The chaos within a black hole scrambles information. Gravity tugs on time in tiny, discrete steps. A phantom-like presence pervades our universe, yet evades detection. These intangible phenomena may seem like mere conjectures of science fiction, but in reality, experimental comprehension is not far, in neither time nor space.

Astronomical advances in quantum simulators and quantum sensors will likely be made within the decade, and the leading experiments for black holes, gravitons, and dark matter will be not in space, but in basements – sitting on tables, in a black room lit only by lasers.

These experiments, generally called quantum precision measurements, are leading the forefront of our fundamental understanding of the universe. These experiments use QIST (Quantum Information Science and Technology) phenomena to study and harness the quantum behavior of atoms, ions, and molecules, yet can fit within a food truck. Their power lies in their precision, or more colloquially, their sensitivity. Current quantum precision experiments, such as JILA’s atomic clock, have sensitivities of nearly 10^{-19[1]}, and with only a little more^{[2]}, this clock will be capable of detecting gravitational waves caused by colliding black holes, or measuring gravity’s influence on time. There’s only one problem: we already hit the limit of quantum precision.

The limit of quantum precision is defined by the Standard Quantum Limit, or SQL for short. Inherent to quantum measurements, SQL defines the inevitable quantum noise that arises from wave function collapse. This noise is not unlike the noise in a coin toss experiment, where more throws better estimate equal outcomes of heads and tails.

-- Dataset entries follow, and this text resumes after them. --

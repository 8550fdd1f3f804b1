// src/constants.rs

/// Maximum depth of nested variable resolution before expansion is aborted.
pub const MAX_RECURSION_DEPTH: u32 = 32;

/// Default number of spaces prepended to each line by the indent helpers.
pub const DEFAULT_INDENT: usize = 4;

/// Prefix printed before fatal error messages.
pub const ERROR_PREFIX: &str = "Error";

/// Prefix printed before warning messages.
pub const WARNING_PREFIX: &str = "Warning";
// src/environment.rs

//! The substitution source for interpolation.
//!
//! The surrounding tool owns its environment and mutates it freely between
//! commands; everything in this crate only ever borrows it read-only.

use std::collections::HashMap;

/// A mapping from variable names to string values, used as the substitution
/// source for every interpolation and reporting call.
///
/// Values are stored as strings. [`Environment::set`] accepts anything
/// implementing [`ToString`], so callers can insert numbers, paths, booleans
/// and so on without converting at each call site.
#[derive(Debug, Default, Clone, PartialEq, Eq)]
pub struct Environment {
    vars: HashMap<String, String>,
}

impl Environment {
    /// Creates an empty environment.
    pub fn new() -> Self {
        Self::default()
    }

    /// Inserts or replaces a variable.
    pub fn set(&mut self, name: impl Into<String>, value: impl ToString) {
        self.vars.insert(name.into(), value.to_string());
    }

    /// Removes a variable, returning its previous value if it was set.
    pub fn remove(&mut self, name: &str) -> Option<String> {
        self.vars.remove(name)
    }

    /// Returns `true` if `name` is set.
    pub fn contains(&self, name: &str) -> bool {
        self.vars.contains_key(name)
    }

    /// Looks up the value of `name`.
    pub fn get(&self, name: &str) -> Option<&str> {
        self.vars.get(name).map(String::as_str)
    }

    /// Number of variables currently set.
    pub fn len(&self) -> usize {
        self.vars.len()
    }

    /// Returns `true` if no variables are set.
    pub fn is_empty(&self) -> bool {
        self.vars.is_empty()
    }
}

impl<K: Into<String>, V: ToString> FromIterator<(K, V)> for Environment {
    fn from_iter<I: IntoIterator<Item = (K, V)>>(iter: I) -> Self {
        let mut env = Self::new();
        env.extend(iter);
        env
    }
}

impl<K: Into<String>, V: ToString> Extend<(K, V)> for Environment {
    fn extend<I: IntoIterator<Item = (K, V)>>(&mut self, iter: I) {
        for (name, value) in iter {
            self.set(name, value);
        }
    }
}

// MARK: --- UNIT TESTS ---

But according to JILA Fellows Ana Maria Rey and James Thompson, unordinary quantum experiments could access precisions beyond the standard limit. Quantum noise can be evaded, Thompson explained, by harnessing quantum entanglement. “When two atoms are entangled, the quantum noise of one atom cancels the quantum noise of another atom.”

Atoms can become entangled by undergoing a coherent interaction called spin exchange. “The physics [behind spin exchange] is very easy,” explained Rey, as she described two atoms exchanging a photon to swap energy quantified by spin. When the atoms swap spins, they become entangled, meaning measuring the spin of one atom gives immediate information about the spin of the second atom. If two coins could be entangled, for example, then one coin landing heads would force the second coin to land tails.